I jotted down the steps to setup Apache Spark and running PySpark in Jupyter notebook on my local machine (Mac).
-
Download Spark - http://spark.apache.org/downloads.html
-
Unzip -
$ tar -xzf spark-x.y.z-bin-hadoopx.y.tgz
-
Copy to standard location (On Mac) -
mv spark-x.y.z-bin-hadoopx.y /usr/local/Cellar/spark/x.y.z
-
Create symbolic link -
$ ln -s /usr/local/Cellar/spark/x.y.z /usr/local/opt/spark
-
Set
SPARK_HOME
environment variable and add Spark to $PATH
$ echo 'export SPARK_HOME=/usr/local/opt/spark' >> ~/.bash_profile
$ echo 'export PATH="$SPARK_HOME/bin:$PATH"' >> ~/.bash_profile
$ source ~/.bash_profile
-
$ pip3 install jupyter
-
Update the PySpark driver environment variables
$ echo 'export PYSPARK_DRIVER_PYTHON=jupyter' >> ~/.bash_profile
$ echo 'export PYSPARK_DRIVER_PYTHON_OPTS=notebook' >> ~/.bash_profile
$ echo 'export PYSPARK_PYTHON=python3' >> ~/.bash_profile
$ source ~/.bash_profile
$ pyspark
$ jupyter notebook
You will be redirected to http://localhost:8888/tree
Note: So far what I've done, can be achieved quickly using the Jupyter Docker Stacks
$ docker run -it --rm -p 8888:8888 jupyter/pyspark-notebook
Note: Jupyter might fail to work on a system with Java 1.8+. I had Java 1.13.0 and I was getting error: Exception: Java gateway process exited before sending its port number. Multiple JDKs can be managed the following way..

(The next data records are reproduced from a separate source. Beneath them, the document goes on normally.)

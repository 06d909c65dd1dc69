//! Forward-queue entries and the batch envelope sent to the collector.

use super::reading::{Anomaly, Summary};
use serde::{Deserialize, Serialize};

/// One entry of the forward queue.
///
/// Untagged on the wire: anomalies are recognised by their `"type"` field,
/// everything else must look like a summary.
#[derive(Debug, Clone, PartialEq, Serialize, Deserialize)]
#[serde(untagged)]
pub enum BatchEntry {
    Anomaly(Anomaly),
    Summary(Summary),
}

impl BatchEntry {
    pub fn is_anomaly(&self) -> bool {
        matches!(self, BatchEntry::Anomaly(_))
    }
}

impl From<Summary> for BatchEntry {
    fn from(summary: Summary) -> Self {
        BatchEntry::Summary(summary)
    }
}

impl From<Anomaly> for BatchEntry {
    fn from(anomaly: Anomaly) -> Self {
        BatchEntry::Anomaly(anomaly)
    }
}

/// `{"batch": [...]}`, written as a single newline-terminated line.
#[derive(Debug, Clone, PartialEq, Default, Serialize, Deserialize)]
pub struct Batch {
    pub batch: Vec<BatchEntry>,
}

impl Batch {
    pub fn new(entries: Vec<BatchEntry>) -> Self {
        Self { batch: entries }
    }

    pub fn len(&self) -> usize {
        self.batch.len()
    }

    pub fn is_empty(&self) -> bool {
        self.batch.is_empty()
    }

    /// Number of (summaries, anomalies) carried by this batch.
    pub fn counts(&self) -> (usize, usize) {
        let anomalies = self.batch.iter().filter(|e| e.is_anomaly()).count();
        (self.batch.len() - anomalies, anomalies)
    }

    /// Encode as one wire line, including the trailing newline.
    pub fn to_line(&self) -> Result<Vec<u8>, serde_json::Error> {
        let mut bytes = serde_json::to_vec(self)?;
        bytes.push(b'\n');
        Ok(bytes)
    }
}
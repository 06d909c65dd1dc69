//! Battery Simulator
//!
//! One-way decaying battery level that drives the operating mode. The
//! `Active -> Returning` transition fires once; only an explicit reset brings
//! the drone back to `Active`.

use crate::pipeline::DroneState;
use crate::types::OperatingMode;
use serde::Serialize;
use std::sync::Arc;
use std::time::Duration;
use tokio_util::sync::CancellationToken;
use tracing::{debug, info, warn};

/// Full charge, also the level restored by a reset.
pub const FULL_CHARGE: f64 = 100.0;

/// Rejected external control input.
#[derive(Debug, Clone, PartialEq, thiserror::Error)]
pub enum ControlError {
    #[error("battery threshold must be a finite value in [0, 100], got {0}")]
    ThresholdOutOfRange(f64),
}

/// Mode change produced by a decay tick.
#[derive(Debug, Clone, Copy, PartialEq, Eq)]
pub enum BatteryEvent {
    EnteredReturning,
}

#[derive(Debug, Clone, Copy, PartialEq, Serialize)]
pub struct BatteryState {
    level: f64,
    threshold: f64,
    mode: OperatingMode,
}

impl BatteryState {
    /// Fully charged, `Active`, with the given return-to-base threshold.
    pub fn new(threshold: f64) -> Self {
        Self {
            level: FULL_CHARGE,
            threshold,
            mode: OperatingMode::Active,
        }
    }

    pub fn level(&self) -> f64 {
        self.level
    }

    pub fn threshold(&self) -> f64 {
        self.threshold
    }

    pub fn mode(&self) -> OperatingMode {
        self.mode
    }

    /// Decay by `drain`, floored at zero, then evaluate the threshold.
    ///
    /// Returns `Some` only on the tick that flips the mode.
    pub fn tick(&mut self, drain: f64) -> Option<BatteryEvent> {
        self.level = (self.level - drain).max(0.0);
        if self.level <= self.threshold && self.mode == OperatingMode::Active {
            self.mode = OperatingMode::Returning;
            return Some(BatteryEvent::EnteredReturning);
        }
        None
    }

    /// Change the threshold. Takes effect on the next tick.
    pub fn set_threshold(&mut self, threshold: f64) -> Result<(), ControlError> {
        if !threshold.is_finite() || !(0.0..=FULL_CHARGE).contains(&threshold) {
            return Err(ControlError::ThresholdOutOfRange(threshold));
        }
        self.threshold = threshold;
        Ok(())
    }

    /// Recharge to full and resume `Active`. The threshold is kept.
    pub fn reset(&mut self) {
        self.level = FULL_CHARGE;
        self.mode = OperatingMode::Active;
    }
}

/// Run the decay loop until cancelled.
pub async fn run_battery_simulation(
    state: Arc<DroneState>,
    tick: Duration,
    drain: f64,
    cancel_token: CancellationToken,
) {
    let mut interval = tokio::time::interval(tick);
    // A stalled runtime must not replay several decay steps back to back
    interval.set_missed_tick_behavior(tokio::time::MissedTickBehavior::Delay);
    // First tick of a tokio interval completes immediately
    interval.tick().await;
    let mut ticks = 0u64;

    loop {
        tokio::select! {
            _ = cancel_token.cancelled() => {
                info!(ticks, "[Battery] Received shutdown signal");
                return;
            }
            _ = interval.tick() => {
                ticks += 1;
                let (event, battery) = state.battery_tick(drain);
                debug!(level = battery.level(), mode = %battery.mode(), "[Battery] Tick");
                if let Some(BatteryEvent::EnteredReturning) = event {
                    warn!(
                        level = battery.level(),
                        threshold = battery.threshold(),
                        "Battery low: returning to base, forwarding suppressed"
                    );
                }
            }
        }
    }
}
//! Drone Configuration - startup parameters as TOML values
//!
//! Every section and key has a serde default, so an empty file (or no file)
//! yields the built-in defaults from [`super::defaults`].

use super::defaults;
use serde::{Deserialize, Serialize};
use std::net::SocketAddr;
use std::path::{Path, PathBuf};
use std::time::Duration;
use tracing::{info, warn};

/// Environment variable naming a config file.
pub const CONFIG_ENV_VAR: &str = "DRONE_CONFIG";

/// Config file picked up from the working directory.
pub const LOCAL_CONFIG_FILE: &str = "drone_config.toml";

// ============================================================================
// Top-Level Config
// ============================================================================

/// Root configuration for one edge aggregator.
///
/// Load with `DroneConfig::load()` which searches:
/// 1. an explicit path (`--config`)
/// 2. `$DRONE_CONFIG`
/// 3. `./drone_config.toml`
/// 4. Built-in defaults
#[derive(Debug, Clone, Default, PartialEq, Serialize, Deserialize)]
pub struct DroneConfig {
    #[serde(default)]
    pub drone: DroneInfo,

    /// Sensor ingestion endpoint
    #[serde(default)]
    pub listener: ListenerConfig,

    /// Central collector endpoint
    #[serde(default)]
    pub collector: CollectorConfig,

    #[serde(default)]
    pub battery: BatteryConfig,

    #[serde(default)]
    pub forwarding: ForwardingConfig,

    #[serde(default)]
    pub aggregation: AggregationConfig,

    /// HTTP control surface
    #[serde(default)]
    pub control: ControlConfig,
}

impl DroneConfig {
    /// Load configuration using the standard search order.
    ///
    /// A file that was named explicitly (argument or env var) must exist and
    /// be valid. The local file is optional but must be valid if present.
    pub fn load(explicit: Option<&Path>) -> Result<Self, ConfigError> {
        // 1. Explicit path
        if let Some(path) = explicit {
            let config = Self::load_from_file(path)?;
            info!(path = %path.display(), drone = %config.drone.name, "Loaded drone config");
            return Ok(config);
        }

        // 2. Env var
        if let Ok(path) = std::env::var(CONFIG_ENV_VAR) {
            let path = PathBuf::from(path);
            let config = Self::load_from_file(&path)?;
            info!(path = %path.display(), drone = %config.drone.name, "Loaded drone config from DRONE_CONFIG");
            return Ok(config);
        }

        // 3. ./drone_config.toml
        let local = PathBuf::from(LOCAL_CONFIG_FILE);
        if local.exists() {
            let config = Self::load_from_file(&local)?;
            info!(drone = %config.drone.name, "Loaded drone config from ./drone_config.toml");
            return Ok(config);
        }

        // 4. Defaults
        info!("No drone_config.toml found, using built-in defaults");
        Ok(Self::default())
    }

    /// Load and validate a specific TOML file.
    pub fn load_from_file(path: &Path) -> Result<Self, ConfigError> {
        let contents = std::fs::read_to_string(path)
            .map_err(|e| ConfigError::Io(path.to_path_buf(), e))?;
        Self::from_toml_str(&contents).map_err(|e| match e {
            ConfigError::Parse(_, inner) => ConfigError::Parse(path.to_path_buf(), inner),
            other => other,
        })
    }

    /// Parse and validate TOML text. Unknown keys are logged, not rejected.
    pub fn from_toml_str(contents: &str) -> Result<Self, ConfigError> {
        for w in super::validation::validate_unknown_keys(contents) {
            warn!("{}", w);
        }

        let config: Self =
            toml::from_str(contents).map_err(|e| ConfigError::Parse(PathBuf::new(), e))?;
        config.validate()?;
        Ok(config)
    }

    /// Serialize the current config to a TOML string.
    pub fn to_toml(&self) -> Result<String, ConfigError> {
        toml::to_string_pretty(self).map_err(ConfigError::Serialize)
    }

    /// Apply command-line overrides on top of file values.
    ///
    /// The result is not validated here; call [`validate`](Self::validate)
    /// afterwards.
    pub fn apply_overrides(&mut self, overrides: &ConfigOverrides) {
        if let Some(port) = overrides.drone_port {
            self.listener.addr = replace_port(&self.listener.addr, port);
        }
        if let Some(ref ip) = overrides.central_ip {
            self.collector.addr = replace_host(&self.collector.addr, ip);
        }
        if let Some(port) = overrides.central_port {
            self.collector.addr = replace_port(&self.collector.addr, port);
        }
        if let Some(threshold) = overrides.battery_threshold {
            self.battery.threshold = threshold;
        }
        if let Some(interval) = overrides.forward_interval_secs {
            self.forwarding.interval_secs = interval;
        }
        if let Some(capacity) = overrides.rolling_window {
            self.aggregation.window_capacity = capacity;
        }
    }

    /// Validate all values. Any error here is fatal at startup.
    ///
    /// Rules:
    /// - Window capacity must be > 0
    /// - Battery threshold must be finite and within [0, 100]
    /// - Drain must be finite and >= 0
    /// - Periods and timeouts must be finite and > 0
    /// - Socket addresses must parse
    pub fn validate(&self) -> Result<(), ConfigError> {
        let mut errors: Vec<String> = Vec::new();

        if self.aggregation.window_capacity == 0 {
            errors.push("aggregation.window_capacity: must be > 0".to_string());
        }

        let threshold = self.battery.threshold;
        if !threshold.is_finite() || !(0.0..=100.0).contains(&threshold) {
            errors.push(format!(
                "battery.threshold: must be within [0, 100] (got {threshold})"
            ));
        }

        let drain = self.battery.drain_per_tick;
        if !drain.is_finite() || drain <= 0.0 {
            errors.push(format!(
                "battery.drain_per_tick: must be finite and > 0 (got {drain})"
            ));
        }

        Self::check_period(self.battery.tick_secs, "battery.tick_secs", &mut errors);
        Self::check_period(
            self.forwarding.interval_secs,
            "forwarding.interval_secs",
            &mut errors,
        );
        Self::check_period(
            self.collector.timeout_secs,
            "collector.timeout_secs",
            &mut errors,
        );

        if self.forwarding.queue_warn_len == 0 {
            errors.push("forwarding.queue_warn_len: must be > 0".to_string());
        }

        Self::check_addr(&self.listener.addr, "listener.addr", &mut errors);
        Self::check_addr(&self.collector.addr, "collector.addr", &mut errors);
        if self.control.enabled {
            Self::check_addr(&self.control.addr, "control.addr", &mut errors);
        }

        if errors.is_empty() {
            Ok(())
        } else {
            Err(ConfigError::Validation(errors))
        }
    }

    fn check_period(secs: f64, name: &str, errors: &mut Vec<String>) {
        let max = defaults::MAX_PERIOD_SECS;
        match Duration::try_from_secs_f64(secs) {
            Ok(period) if period >= defaults::MIN_PERIOD && secs <= max => {}
            _ => errors.push(format!(
                "{name}: must be between {}ms and {max}s (got {secs})",
                defaults::MIN_PERIOD.as_millis()
            )),
        }
    }

    fn check_addr(addr: &str, name: &str, errors: &mut Vec<String>) {
        if addr.parse::<SocketAddr>().is_err() {
            errors.push(format!("{name}: '{addr}' is not a valid socket address"));
        }
    }

    /// Sensor listener address. Valid after [`validate`](Self::validate).
    pub fn listen_addr(&self) -> Result<SocketAddr, ConfigError> {
        parse_addr(&self.listener.addr, "listener.addr")
    }

    pub fn collector_addr(&self) -> Result<SocketAddr, ConfigError> {
        parse_addr(&self.collector.addr, "collector.addr")
    }

    pub fn control_addr(&self) -> Result<SocketAddr, ConfigError> {
        parse_addr(&self.control.addr, "control.addr")
    }
}

fn parse_addr(addr: &str, name: &str) -> Result<SocketAddr, ConfigError> {
    addr.parse().map_err(|_| {
        ConfigError::Validation(vec![format!(
            "{name}: '{addr}' is not a valid socket address"
        )])
    })
}

/// Seconds as a `Duration`, or `fallback` when out of the range `validate`
/// accepts. Keeps an unvalidated config from panicking the timers.
fn period_or(secs: f64, fallback: f64) -> Duration {
    match Duration::try_from_secs_f64(secs) {
        Ok(period) if period >= defaults::MIN_PERIOD && secs <= defaults::MAX_PERIOD_SECS => {
            period
        }
        _ => Duration::from_secs_f64(fallback),
    }
}

/// Replace the port of a `host:port` string, keeping the host.
fn replace_port(addr: &str, port: u16) -> String {
    match addr.rsplit_once(':') {
        Some((host, _)) => format!("{host}:{port}"),
        None => format!("{addr}:{port}"),
    }
}

/// Replace the host of a `host:port` string, keeping the port.
fn replace_host(addr: &str, host: &str) -> String {
    let port = addr.rsplit_once(':').map(|(_, p)| p).unwrap_or("0");
    if host.contains(':') && !host.starts_with('[') {
        format!("[{host}]:{port}")
    } else {
        format!("{host}:{port}")
    }
}

/// Values supplied on the command line, applied over the file config.
#[derive(Debug, Clone, Default)]
pub struct ConfigOverrides {
    pub drone_port: Option<u16>,
    pub central_ip: Option<String>,
    pub central_port: Option<u16>,
    pub battery_threshold: Option<f64>,
    pub forward_interval_secs: Option<f64>,
    pub rolling_window: Option<usize>,
}

// ============================================================================
// Error Type
// ============================================================================

#[derive(Debug, thiserror::Error)]
pub enum ConfigError {
    #[error("Config I/O error ({}): {1}", .0.display())]
    Io(PathBuf, #[source] std::io::Error),

    #[error("Config parse error ({}): {1}", .0.display())]
    Parse(PathBuf, #[source] toml::de::Error),

    #[error("Config serialization error: {0}")]
    Serialize(#[source] toml::ser::Error),

    #[error("Config validation failed:{}", bullet_list(.0))]
    Validation(Vec<String>),
}

fn bullet_list(errors: &[String]) -> String {
    errors.iter().map(|e| format!("\n  - {e}")).collect()
}

// ============================================================================
// Sections
// ============================================================================

/// Identification only; not used for logic.
#[derive(Debug, Clone, PartialEq, Serialize, Deserialize)]
pub struct DroneInfo {
    #[serde(default = "default_drone_name")]
    pub name: String,
}

fn default_drone_name() -> String {
    defaults::DRONE_NAME.to_string()
}

impl Default for DroneInfo {
    fn default() -> Self {
        Self {
            name: default_drone_name(),
        }
    }
}

#[derive(Debug, Clone, PartialEq, Serialize, Deserialize)]
pub struct ListenerConfig {
    #[serde(default = "default_listen_addr")]
    pub addr: String,
}

fn default_listen_addr() -> String {
    defaults::LISTEN_ADDR.to_string()
}

impl Default for ListenerConfig {
    fn default() -> Self {
        Self {
            addr: default_listen_addr(),
        }
    }
}

#[derive(Debug, Clone, PartialEq, Serialize, Deserialize)]
pub struct CollectorConfig {
    #[serde(default = "default_collector_addr")]
    pub addr: String,

    /// Bound on connect + write of one batch (seconds)
    #[serde(default = "default_collector_timeout")]
    pub timeout_secs: f64,
}

fn default_collector_addr() -> String {
    defaults::COLLECTOR_ADDR.to_string()
}
fn default_collector_timeout() -> f64 { defaults::COLLECTOR_TIMEOUT_SECS }

impl CollectorConfig {
    pub fn timeout(&self) -> Duration {
        period_or(self.timeout_secs, defaults::COLLECTOR_TIMEOUT_SECS)
    }
}

impl Default for CollectorConfig {
    fn default() -> Self {
        Self {
            addr: default_collector_addr(),
            timeout_secs: default_collector_timeout(),
        }
    }
}

#[derive(Debug, Clone, PartialEq, Serialize, Deserialize)]
pub struct BatteryConfig {
    /// Initial return-to-base threshold (percent)
    #[serde(default = "default_battery_threshold")]
    pub threshold: f64,

    /// Level lost per tick (percent)
    #[serde(default = "default_drain_per_tick")]
    pub drain_per_tick: f64,

    #[serde(default = "default_battery_tick")]
    pub tick_secs: f64,
}

fn default_battery_threshold() -> f64 { defaults::BATTERY_THRESHOLD }
fn default_drain_per_tick() -> f64 { defaults::BATTERY_DRAIN_PER_TICK }
fn default_battery_tick() -> f64 { defaults::BATTERY_TICK_SECS }

impl BatteryConfig {
    pub fn tick(&self) -> Duration {
        period_or(self.tick_secs, defaults::BATTERY_TICK_SECS)
    }
}

impl Default for BatteryConfig {
    fn default() -> Self {
        Self {
            threshold: default_battery_threshold(),
            drain_per_tick: default_drain_per_tick(),
            tick_secs: default_battery_tick(),
        }
    }
}

#[derive(Debug, Clone, PartialEq, Serialize, Deserialize)]
pub struct ForwardingConfig {
    #[serde(default = "default_forward_interval")]
    pub interval_secs: f64,

    /// Forward anomalies in the batch alongside summaries
    #[serde(default = "default_true")]
    pub include_anomalies: bool,

    /// Warn each time the forward queue grows by this many entries
    #[serde(default = "default_queue_warn_len")]
    pub queue_warn_len: usize,
}

fn default_forward_interval() -> f64 { defaults::FORWARD_INTERVAL_SECS }
fn default_queue_warn_len() -> usize { defaults::QUEUE_WARN_LEN }
fn default_true() -> bool { true }

impl ForwardingConfig {
    pub fn interval(&self) -> Duration {
        period_or(self.interval_secs, defaults::FORWARD_INTERVAL_SECS)
    }
}

impl Default for ForwardingConfig {
    fn default() -> Self {
        Self {
            interval_secs: default_forward_interval(),
            include_anomalies: true,
            queue_warn_len: default_queue_warn_len(),
        }
    }
}

#[derive(Debug, Clone, PartialEq, Serialize, Deserialize)]
pub struct AggregationConfig {
    #[serde(default = "default_window_capacity")]
    pub window_capacity: usize,
}

fn default_window_capacity() -> usize { defaults::WINDOW_CAPACITY }

impl Default for AggregationConfig {
    fn default() -> Self {
        Self {
            window_capacity: default_window_capacity(),
        }
    }
}

#[derive(Debug, Clone, PartialEq, Serialize, Deserialize)]
pub struct ControlConfig {
    #[serde(default = "default_true")]
    pub enabled: bool,

    #[serde(default = "default_control_addr")]
    pub addr: String,
}

fn default_control_addr() -> String {
    defaults::CONTROL_ADDR.to_string()
}

impl Default for ControlConfig {
    fn default() -> Self {
        Self {
            enabled: true,
            addr: default_control_addr(),
        }
    }
}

Manage multiple JDKs through jEnv
- Install
$ brew install jenv
- Add to PATH
$ echo 'export PATH="$HOME/.jenv/bin:$PATH"' >> ~/.bash_profile
$ echo 'eval "$(jenv init -)"' >> ~/.bash_profile
$ source ~/.bash_profile
- Add multiple JDKs to jenv
$ jenv add /Library/Java/JavaVirtualMachines/openjdk64-1.8.0.241.jdk/Contents/Home
$ jenv add /Library/Java/JavaVirtualMachines/openjdk64-1.8.0.242.jdk/Contents/Home
$ jenv add /Library/Java/JavaVirtualMachines/openjdk64-13.0.2.jdk/Contents/Home
- List all JDKs
$ jenv versions
- To configure java version, say 1.8.0.242, for a particular project
$ cd /path/to/project/dir/
$ jenv local 1.8.0.242
- Verify java version for that project
$ java --version